I got to my appointment and they did the ultrasound first. They were looking to make sure my lining was under 5 mm. It was!!! It measured 3 mm!! Ok, my body was responding, at least according to this measurement!
But the technician still had to see what my ovaries were doing, as that was the point of doing the Lupron injections, to essentially put me into menopause, shut down my system. Well, calming my fears was the information that both my ovaries are sleeping! Yay!!

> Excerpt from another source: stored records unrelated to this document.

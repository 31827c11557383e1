// This Source Code Form is subject to the terms of the Mozilla Public
// License, v. 2.0. If a copy of the MPL was not distributed with this
// file, You can obtain one at https://mozilla.org/MPL/2.0/.

//! IEEE 1394 async request/response packet headers, built in host byte
//! order for the AT immediate-descriptor payload (spec §4.4).
//!
//! Quadlet 0 layout (all async request/response packets):
//! `destID[31:16] | tLabel[15:10] | rt[9:8] | tCode[7:4] | priority[3:0]`.
//! Quadlet 1 is `srcID[31:16] | destinationOffsetHigh[15:0]`, quadlet 2 the
//! low 32 bits of the 48-bit offset. Block/lock requests add a data-length
//! quadlet with an extended tcode in its low 16 bits.

use crate::ohci_regs::TCode;

/// Maximum header length in quadlets: block/lock requests carry 4 header
/// quadlets (destID/tLabel/tcode, srcID/offsetHi, offsetLo, length/extTcode).
pub const MAX_HEADER_QUADLETS: usize = 4;
pub const MAX_HEADER_BYTES: usize = MAX_HEADER_QUADLETS * 4;

#[derive(Debug, Clone, Copy, PartialEq, Eq)]
pub enum LockOp {
    MaskSwap = 1,
    CompareSwap = 2,
    FetchAdd = 3,
    LittleAdd = 4,
    BoundedAdd = 5,
    WrapAdd = 6,
}

/// Parameters needed to build any request header this engine emits (spec
/// §4.4 item 3, §6 `Read`/`Write`/`Lock`).
#[derive(Debug, Clone, Copy)]
pub struct HeaderParams {
    pub destination_id: u16,
    pub source_id: u16,
    pub t_label: u8,
    pub retry: u8,
    pub tcode: TCode,
    pub priority: u8,
    pub offset: u64,
    pub data_length: u16,
    pub extended_tcode: Option<LockOp>,
}

/// Fixed-capacity header buffer, filled in place and sliced to its actual
/// length -- mirrors the original's `uint8_t headerBuffer[20]` stack buffer.
#[derive(Debug, Clone, Copy)]
pub struct HeaderBuffer {
    bytes: [u8; MAX_HEADER_BYTES],
    len: usize,
}

impl HeaderBuffer {
    pub const fn empty() -> Self {
        Self {
            bytes: [0; MAX_HEADER_BYTES],
            len: 0,
        }
    }

    pub fn as_slice(&self) -> &[u8] {
        &self.bytes[..self.len]
    }

    fn push_quadlet(&mut self, q: u32) {
        let start = self.len;
        self.bytes[start..start + 4].copy_from_slice(&q.to_be_bytes());
        self.len += 4;
    }
}

/// Builds the header for `params` in the original's "host order, big-endian
/// on the wire" convention -- the AT descriptor's immediate data is copied
/// verbatim by hardware, so the bytes here must already be bus byte order.
pub fn build_header(params: &HeaderParams) -> HeaderBuffer {
    let mut buf = HeaderBuffer::empty();

    let quadlet0 = ((params.destination_id as u32) << 16)
        | ((params.t_label as u32 & 0x3F) << 10)
        | ((params.retry as u32 & 0x3) << 8)
        | ((params.tcode as u32 & 0xF) << 4)
        | (params.priority as u32 & 0xF);
    buf.push_quadlet(quadlet0);

    let offset_hi = ((params.offset >> 32) & 0xFFFF) as u32;
    let quadlet1 = ((params.source_id as u32) << 16) | offset_hi;
    buf.push_quadlet(quadlet1);

    let offset_lo = (params.offset & 0xFFFF_FFFF) as u32;
    buf.push_quadlet(offset_lo);

    if params.tcode.has_length_quadlet() || params.extended_tcode.is_some() {
        let ext = params.extended_tcode.map(|op| op as u32).unwrap_or(0);
        let quadlet3 = ((params.data_length as u32) << 16) | ext;
        buf.push_quadlet(quadlet3);
    } else if matches!(
        params.tcode,
        TCode::WriteQuadlet | TCode::ReadQuadletResponse | TCode::Phy
    ) {
        // A quadlet write's payload, a quadlet read's response data, or a
        // PHY packet's one data quadlet is a single 4-byte word with no
        // separate length quadlet -- all three ride along as a fourth
        // header quadlet rather than a separate descriptor (spec §4.4 item
        // 2/3); the caller fills it in via `set_quadlet_payload`.
        buf.push_quadlet(0);
    }

    buf
}

impl HeaderBuffer {
    /// Overwrites the final quadlet with `payload` for a quadlet write,
    /// after `build_header` has reserved space for it.
    pub fn set_quadlet_payload(&mut self, payload: [u8; 4]) {
        if self.len >= 4 {
            let start = self.len - 4;
            self.bytes[start..start + 4].copy_from_slice(&payload);
        }
    }
}

/// Response codes carried in a response packet's reserved offset quadlet
/// (spec §4.6 supplement). `WriteResponse`/`ReadQuadletResponse`/
/// `ReadBlockResponse`/`LockResponse` headers are built with `build_header`
/// like any other header, with the 48-bit offset field repurposed to carry
/// just this one byte -- a response has no destination offset of its own,
/// so there's no layout this displaces.
pub const fn extract_rcode(quadlet2: u32) -> u8 {
    (quadlet2 & 0xF) as u8
}

/// Extracts the `tLabel` field from a raw quadlet-0 value in host byte
/// order, matching `ExtractTLabel` in the original descriptor helpers.
pub const fn extract_t_label(quadlet0_host: u32) -> u8 {
    ((quadlet0_host >> 10) & 0x3F) as u8
}

pub const fn extract_destination_id(quadlet0_host: u32) -> u16 {
    (quadlet0_host >> 16) as u16
}

pub const fn extract_tcode_raw(quadlet0_host: u32) -> u8 {
    ((quadlet0_host >> 4) & 0xF) as u8
}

The last part was drawing blood to check my estrogen levels. They are a great low level, so I’m clear to start my next regiment tomorrow, which is adding estrogen back into my body to thicken up my lining! And every few days I will be adding more until I am up to 2 mg 3 times a day! Now I wonder what side effects I’ll get…stay tuned (as I told my hubby).
When I got back to my car, the song Impossible by Building 429 was on. I seriously couldn’t believe it. The words are PERFECT! (Click on the link to see for yourself!) Through doing this surrogacy journey, and the fact that Travis and Tory are so trusting of me with their baby (in 3 weeks from today!!!!), we are going to rise above the typical with this dream that we all have, even if it does seem like it’s a million miles away! And it may take a little bit of time to see and believe what could actually happen, but I know that anything is possible when we trust the God of miracles!!
(And just in case, I wore my new Unicorn TOMS for good luck!)